Lenten Devotional April 11, 2022


Mark 11:12-25

12 On the following day, when they came from Bethany, he was hungry. 13 Seeing in the distance a fig tree in leaf, he went to see whether perhaps he would find anything on it. When he came to it, he found nothing but leaves, for it was not the season for figs. 14 He said to it, “May no one ever eat fruit from you again.” And his disciples heard it.

15 Then they came to Jerusalem. And he entered the temple and began to drive out those who were selling and those who were buying in the temple, and he overturned the tables of the money changers and the seats of those who sold doves; 16 and he would not allow anyone to carry anything through the temple. 17 He was teaching and saying, “Is it not written, ‘My house shall be called a house of prayer for all the nations’? But you have made it a den of robbers.” 18 And when the chief priests and the scribes heard it, they kept looking for a way to kill him; for they were afraid of him, because the whole crowd was spellbound by his teaching. 19 And when evening came, Jesus and his disciples went out of the city.

20 In the morning as they passed by, they saw the fig tree withered away to its roots. 21 Then Peter remembered and said to him, “Rabbi, look! The fig tree that you cursed has withered.” 22 Jesus answered them, “Have faith in God. 23 Truly I tell you, if you say to this mountain, ‘Be taken up and thrown into the sea,’ and if you do not doubt in your heart, but believe that what you say will come to pass, it will be done for you. 24 So I tell you, whatever you ask for in prayer, believe that you have received it, and it will be yours.

25 “Whenever you stand praying, forgive, if you have anything against anyone; so that your Father in heaven may also forgive you your trespasses.”


The Rev. Alice Phillips ’94

Today’s passage relates to the greatest lesson I learned at PTS.

I was in Doug Hare’s Greek Exegesis class. We were never to call him Dr. Hare; it was Doug. During that particular week, a student group was hosting the Rev. Don Bartow. Don was a friend of mine, and he and his wife were both on campus. I was transporting them to various places and making sure they were fed each day. Needless to say, something had to go . . . which was my Greek homework. On this particular day in class, I “passed” twice. Doug always let students pass when they did not know the answer to a homework question, but it was unusual for a student to pass on two questions in a row. After I passed the second time, Doug asked me how many times I was going to pass. My face obviously showed embarrassment and hurt. With hesitation, I said I also had to leave early as I was responsible for chapel that day.  

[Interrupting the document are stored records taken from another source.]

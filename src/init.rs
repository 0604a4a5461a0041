use crate::layer::HubLayer;
use crate::logger::Logger;
use std::sync::Arc;
use tracing_subscriber::layer::SubscriberExt;
use tracing_subscriber::Registry;

/// Configuration of the logging hub layer.
///
/// **Fields**
/// - `min_level`: least severe `tracing` level shipped to the hub.
/// - `enable_stdout`: if `true`, a `tracing_subscriber::fmt::Layer` is
///   stacked on top of [`HubLayer`] so events are also printed locally.
/// - `ignored_targets`: target prefixes never shipped. The defaults keep
///   the HTTP stack out of the hub; this crate's own diagnostics are
///   always skipped by [`HubLayer`].
#[derive(Clone, Debug)]
pub struct LayerConfig {
    pub min_level: tracing::Level,
    pub enable_stdout: bool,
    pub ignored_targets: Vec<String>,
}

impl Default for LayerConfig {
    fn default() -> Self {
        Self {
            min_level: tracing::Level::INFO,
            enable_stdout: true,
            ignored_targets: ["reqwest", "hyper"]
                .into_iter()
                .map(String::from)
                .collect(),
        }
    }
}

/// Build a [`HubLayer`] from a [`LayerConfig`].
///
/// Must be called from within a Tokio runtime; see [`HubLayer::new`].
pub fn hub_layer(logger: Arc<Logger>, config: &LayerConfig) -> HubLayer {
    let (layer, _handle) = HubLayer::new(logger, config.min_level, config.ignored_targets.clone());
    layer
}

/// Initialize the global `tracing` subscriber using the provided logger
/// and [`LayerConfig`].
///
/// **Parameters**
/// - `logger`: [`Logger`] whose factory builds the envelopes and whose
///   client delivers them.
/// - `config`: [`LayerConfig`] controlling filtering and console output.
///
/// **Effects**
///
/// Installs a [`Registry`] combined with [`HubLayer`] as the global
/// default subscriber. Fails if a global subscriber is already set.
pub fn init_tracing_with_config(
    logger: Arc<Logger>,
    config: LayerConfig,
) -> Result<(), tracing::subscriber::SetGlobalDefaultError> {
    let layer = hub_layer(logger, &config);

    // Two variants keep the subscriber types concrete.
    if config.enable_stdout {
        let fmt_layer = tracing_subscriber::fmt::layer();
        let subscriber = Registry::default().with(layer).with(fmt_layer);
        tracing::subscriber::set_global_default(subscriber)
    } else {
        let subscriber = Registry::default().with(layer);
        tracing::subscriber::set_global_default(subscriber)
    }
}

/// Initialize tracing with [`LayerConfig::default`].
pub fn init_tracing(logger: Arc<Logger>) -> Result<(), tracing::subscriber::SetGlobalDefaultError> {
    init_tracing_with_config(logger, LayerConfig::default())
}

#[cfg(test)]
mod tests {
    use super::*;

    #[test]
    fn default_config_ignores_http_targets() {
        let config = LayerConfig::default();
        assert_eq!(config.min_level, tracing::Level::INFO);
        assert!(config.enable_stdout);
        assert_eq!(config.ignored_targets, vec!["reqwest", "hyper"]);
    }
}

At the end of the chapel service, I was holding the tray of the remaining communion cups as I began to clean up the chapel. Doug walked up to me and said he realized he was a little sharp with me in class and could tell by my face that my feelings had been hurt. He said it was obvious I had been quite busy that week. Then he asked me if I would forgive him. 

That moment has been etched in my mind ever since. Doug taught me the greatest lesson I ever learned in seminary. It wasn’t about Greek. It wasn’t from a lecture. It didn’t come from a class book. It came from the very best book of all: the Bible. You see, Doug had every right to be irritated with me that day in class. After all, I didn’t have my homework done. He was a well-respected, well-seasoned professor, and I was just a student. I have never forgotten the example of humility that he showed me in asking for forgiveness. I will never forget what I was holding in my hand—the cup of forgiveness—Jesus’ blood which was shed for each one of us. For Doug Hare, for me, and for you.

Almost 20 years later, and not long before his death, I had the wonderful opportunity to write a letter to Doug to remind him of that incident in chapel. He was grateful and moved. Forgiveness is powerful, and the impact lasts well beyond 20 years! 

Today’s Scripture passage tells us to forgive. If you have anything against anyone, forgive so that God in heaven may also forgive you.


Gracious and loving God, we thank you for this season of Lent. It is a time to reflect upon the tremendous sacrifice your Son, our Lord Jesus Christ, made for each one of us in his shed blood on the cross. Lord, we ask that you help us not just to remember and reflect, but also help us daily to live with a forgiving spirit toward those who have hurt us and to ask for forgiveness from those whom we have hurt. In Jesus’ name. Amen.